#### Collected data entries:
--- START ---

use serde::Serialize;

#[derive(Debug, Clone, Copy, PartialEq, Eq, Serialize)]
pub enum BatteryStatus {
    Unknown,
    Charging,
    Discharging,
    NotCharging,
    Full,
}

impl BatteryStatus {
    pub fn label(&self) -> &'static str {
        match self {
            BatteryStatus::Unknown     => "UNKNOWN",
            BatteryStatus::Charging    => "CHARGING",
            BatteryStatus::Discharging => "DISCHARGING",
            BatteryStatus::NotCharging => "NOT_CHARGING",
            BatteryStatus::Full        => "FULL",
        }
    }
}

#[derive(Debug, Clone, Copy, PartialEq, Eq, Serialize)]
pub enum BatteryHealth {
    Unknown,
    Good,
    Overheat,
    Dead,
    OverVoltage,
    UnspecifiedFailure,
    Cold,
}

impl BatteryHealth {
    pub fn label(&self) -> &'static str {
        match self {
            BatteryHealth::Unknown            => "UNKNOWN",
            BatteryHealth::Good               => "GOOD",
            BatteryHealth::Overheat           => "OVERHEAT",
            BatteryHealth::Dead               => "DEAD",
            BatteryHealth::OverVoltage        => "OVER_VOLTAGE",
            BatteryHealth::UnspecifiedFailure => "UNSPECIFIED_FAILURE",
            BatteryHealth::Cold               => "COLD",
        }
    }
}

/// Charger and battery state as last computed by the battery monitor.
/// Units follow the power_supply class: µA, µV, µAh, tenths of °C.
#[derive(Debug, Clone, PartialEq, Serialize)]
pub struct BatteryInfo {
    pub charger_ac_online:       bool,
    pub charger_usb_online:      bool,
    pub charger_wireless_online: bool,
    pub max_charging_current:    i32,
    pub max_charging_voltage:    i32,
    pub battery_present:         bool,
    pub battery_level:           i32,   // percent
    pub battery_voltage:         i32,   // mV
    pub battery_temperature:     i32,
    pub battery_current:         i32,
    pub battery_current_average: i32,
    pub battery_cycle_count:     i32,
    pub battery_full_charge:     i32,
    pub battery_charge_counter:  i32,
    pub energy_counter:          i64,   // nWh
    pub battery_status:          BatteryStatus,
    pub battery_health:          BatteryHealth,
    pub battery_technology:      String,
}

impl BatteryInfo {
    pub fn charger_online(&self) -> bool {
        self.charger_ac_online || self.charger_usb_online || self.charger_wireless_online
    }
}

impl Default for BatteryInfo {
    fn default() -> Self {
        Self {
            charger_ac_online:       false,
            charger_usb_online:      false,
            charger_wireless_online: false,
            max_charging_current:    0,
            max_charging_voltage:    0,
            battery_present:         false,
            battery_level:           0,
            battery_voltage:         0,
            battery_temperature:     0,
            battery_current:         0,
            battery_current_average: 0,
            battery_cycle_count:     0,
            battery_full_charge:     0,
            battery_charge_counter:  0,
            energy_counter:          0,
            battery_status:          BatteryStatus::Unknown,
            battery_health:          BatteryHealth::Unknown,
            battery_technology:      String::new(),
        }
    }
}
use crate::collectors::diskstats::DiskStatsCollector;
use crate::collectors::storage::StorageCollector;
use crate::config::{Config, GeneralConfig};
use crate::error::{HealthError, HealthResult};
use crate::listeners::{ListenerHandle, ListenerId, ListenerRegistry};
use crate::models::battery::BatteryInfo;
use crate::models::disk::DiskReport;
use crate::models::snapshot::HealthSnapshot;
use crate::models::storage::StorageReport;
use crate::monitor::{BatteryMonitor, PeriodAdjuster};
use crate::util::report;
use parking_lot::Mutex;
use std::io::{self, Write};
use std::sync::atomic::{AtomicBool, Ordering};
use std::sync::mpsc::RecvTimeoutError;
use std::sync::{Arc, Weak};
use std::thread::{self, JoinHandle};
use std::time::Duration;
use tracing::{debug, info, warn};

const DEATH_POLL: Duration = Duration::from_millis(500);

/// Health telemetry service: owns the listener registry and runs the
/// refresh → snapshot → fan-out cycle.
///
/// Constructed once by the process entry point and shared by `Arc` with
/// whatever needs it.
pub struct HealthService {
    registry: ListenerRegistry,
    monitor:  Option<Mutex<Box<dyn BatteryMonitor>>>,
    period:   Option<Arc<dyn PeriodAdjuster>>,
    storage:  StorageCollector,
    disks:    DiskStatsCollector,
    general:  GeneralConfig,
    updating: AtomicBool,
}

impl HealthService {
    /// A service with collectors from `cfg` and no battery monitor. Until one
    /// is added with [`with_monitor`](Self::with_monitor), updates report
    /// [`HealthError::NotInitialized`].
    pub fn new(cfg: &Config) -> Self {
        Self {
            registry: ListenerRegistry::new(),
            monitor:  None,
            period:   None,
            storage:  StorageCollector::from_config(&cfg.storage),
            disks:    DiskStatsCollector::from_config(&cfg.storage),
            general:  cfg.general.clone(),
            updating: AtomicBool::new(false),
        }
    }

    pub fn with_monitor(mut self, mut monitor: Box<dyn BatteryMonitor>) -> Self {
        monitor.init(&self.general);
        self.monitor = Some(Mutex::new(monitor));
        self
    }

    pub fn with_period_adjuster(mut self, period: Arc<dyn PeriodAdjuster>) -> Self {
        self.period = Some(period);
        self
    }

    pub fn with_collectors(mut self, storage: StorageCollector, disks: DiskStatsCollector) -> Self {
        self.storage = storage;
        self.disks = disks;
        self
    }

    pub fn is_initialized(&self) -> bool {
        self.monitor.is_some()
    }

    pub fn registry(&self) -> &ListenerRegistry {
        &self.registry
    }

    // ── Subscriptions ─────────────────────────────────────────────────

    /// Register a listener and immediately run one update cycle so it gets
    /// a current snapshot. A null handle is accepted and does nothing.
    pub fn subscribe(&self, listener: Option<ListenerHandle>) -> HealthResult<()> {
        if listener.is_none() {
            return Ok(());
        }
        self.registry.register(listener);
        self.update()
    }

    pub fn unsubscribe(&self, id: ListenerId) -> HealthResult<()> {
        self.registry.unregister(id)
    }

    // ── Update / notify ───────────────────────────────────────────────

    /// Refresh battery state, adjust the poll period, and push a fresh
    /// snapshot to every listener. The result reflects only the refresh;
    /// listeners that fail delivery are dropped without failing the update.
    pub fn update(&self) -> HealthResult<()> {
        let Some(monitor) = &self.monitor else {
            warn!("update: battery monitor not initialized, skipping");
            return Err(HealthError::NotInitialized);
        };

        if self.updating.swap(true, Ordering::AcqRel) {
            debug!("update cycle overlaps one still in progress");
        }
        let result = self.run_cycle(monitor);
        self.updating.store(false, Ordering::Release);
        result
    }

    pub fn force_update(&self) -> HealthResult<()> {
        self.update()
    }

    fn run_cycle(&self, monitor: &Mutex<Box<dyn BatteryMonitor>>) -> HealthResult<()> {
        let (charger_online, battery) = {
            let mut m = monitor.lock();
            let online = m.refresh().map_err(|e| {
                warn!(error = %e, "battery refresh failed");
                HealthError::Refresh(e)
            })?;
            (online, m.battery_info())
        };

        if let Some(period) = &self.period {
            period.battery_updated(charger_online);
        }

        let snapshot = Arc::new(self.build_snapshot(battery));
        let delivered = self.notify(&snapshot);
        debug!(charger_online, delivered, storage = snapshot.storage.len(), "update cycle complete");
        Ok(())
    }

    /// Fan `snapshot` out to all live listeners. Returns deliveries made.
    pub fn notify(&self, snapshot: &Arc<HealthSnapshot>) -> usize {
        self.registry.notify(snapshot)
    }

    fn build_snapshot(&self, battery: BatteryInfo) -> HealthSnapshot {
        HealthSnapshot::new(battery, self.storage.collect(), self.disks.collect())
    }

    // ── Queries ───────────────────────────────────────────────────────

    /// Current state without notifying anyone. Battery fields come from the
    /// last refresh, storage and disk data are read now.
    pub fn snapshot(&self) -> HealthSnapshot {
        let battery = self.monitor.as_ref()
            .map(|m| m.lock().battery_info())
            .unwrap_or_default();
        self.build_snapshot(battery)
    }

    /// Empty when the platform has no storage telemetry.
    pub fn storage_report(&self) -> StorageReport {
        self.storage.collect()
    }

    pub fn disk_report(&self) -> DiskReport {
        self.disks.collect()
    }

    /// Write monitor state followed by the current snapshot to `out`.
    pub fn dump(&self, out: &mut dyn Write) -> io::Result<()> {
        match &self.monitor {
            Some(m) => m.lock().dump_state(out)?,
            None    => writeln!(out, "battery monitor: not initialized")?,
        }
        writeln!(out, "listeners: {}", self.registry.len())?;
        write!(out, "\nsnapshot -> ")?;
        out.write_all(report::render(&self.snapshot()).as_bytes())?;
        writeln!(out)?;
        out.flush()
    }

    // ── Death watching ────────────────────────────────────────────────

    /// Start a thread that removes listeners as their death notices arrive.
    /// Returns None if the death channel was already taken. The thread exits
    /// once the service is dropped.
    pub fn spawn_death_watcher(self: &Arc<Self>) -> Option<JoinHandle<()>> {
        let rx = self.registry.take_death_receiver()?;
        let service: Weak<Self> = Arc::downgrade(self);
        let spawned = thread::Builder::new()
            .name("death-watch".into())
            .spawn(move || loop {
                match rx.recv_timeout(DEATH_POLL) {
                    Ok(id) => match service.upgrade() {
                        Some(s) => s.registry.on_death(id),
                        None    => break,
                    },
                    Err(RecvTimeoutError::Timeout) => {
                        if service.strong_count() == 0 { break; }
                    }
                    Err(RecvTimeoutError::Disconnected) => break,
                }
            });
        match spawned {
            Ok(handle) => {
                info!("death watcher started");
                Some(handle)
            }
            Err(e) => {
                warn!(error = %e, "cannot start death watcher, deaths are pruned on delivery only");
                None
            }
        }
    }
}
use serde::Serialize;

/// Identity and placement of one storage device.
#[derive(Debug, Clone, Default, PartialEq, Eq, Serialize)]
pub struct StorageAttribute {
    pub name:           String,
    pub is_internal:    bool,
    pub is_boot_device: bool,
}

/// Wear and lifetime data for one physical storage device.
#[derive(Debug, Clone, Default, PartialEq, Eq, Serialize)]
pub struct StorageRecord {
    pub attr:       StorageAttribute,
    /// Pre-end-of-life indicator. 0 = not reported.
    pub eol:        u16,
    /// Wear estimate for the first memory type (vendor buckets of 10%).
    pub lifetime_a: u16,
    /// Wear estimate for the second memory type.
    pub lifetime_b: u16,
    pub version:    String,
}

impl StorageRecord {
    /// Coarse wear label for the pre-EOL indicator (JEDEC eMMC 5.0 encoding).
    pub fn eol_label(&self) -> &'static str {
        match self.eol {
            0 => "undefined",
            1 => "normal",
            2 => "warning",
            3 => "urgent",
            _ => "reserved",
        }
    }
}

/// All storage devices found in one collection pass, in scan order.
/// An empty report means the platform does not expose storage telemetry.
#[derive(Debug, Clone, Default, PartialEq, Eq, Serialize)]
#[serde(transparent)]
pub struct StorageReport {
    pub records: Vec<StorageRecord>,
}

impl StorageReport {
    pub fn new(records: Vec<StorageRecord>) -> Self {
        Self { records }
    }

    pub fn is_supported(&self) -> bool { !self.records.is_empty() }
    pub fn len(&self) -> usize { self.records.len() }
    pub fn is_empty(&self) -> bool { self.records.is_empty() }

    pub fn iter(&self) -> std::slice::Iter<'_, StorageRecord> {
        self.records.iter()
    }
}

--- END ---

#### TASK PROMPT:
Search the records for the word "JoinHandle". Copy every line that has it.

#### OUTPUT FOR THIS TASK:
use std::thread::{self, JoinHandle};
    pub fn spawn_death_watcher(self: &Arc<Self>) -> Option<JoinHandle<()>> {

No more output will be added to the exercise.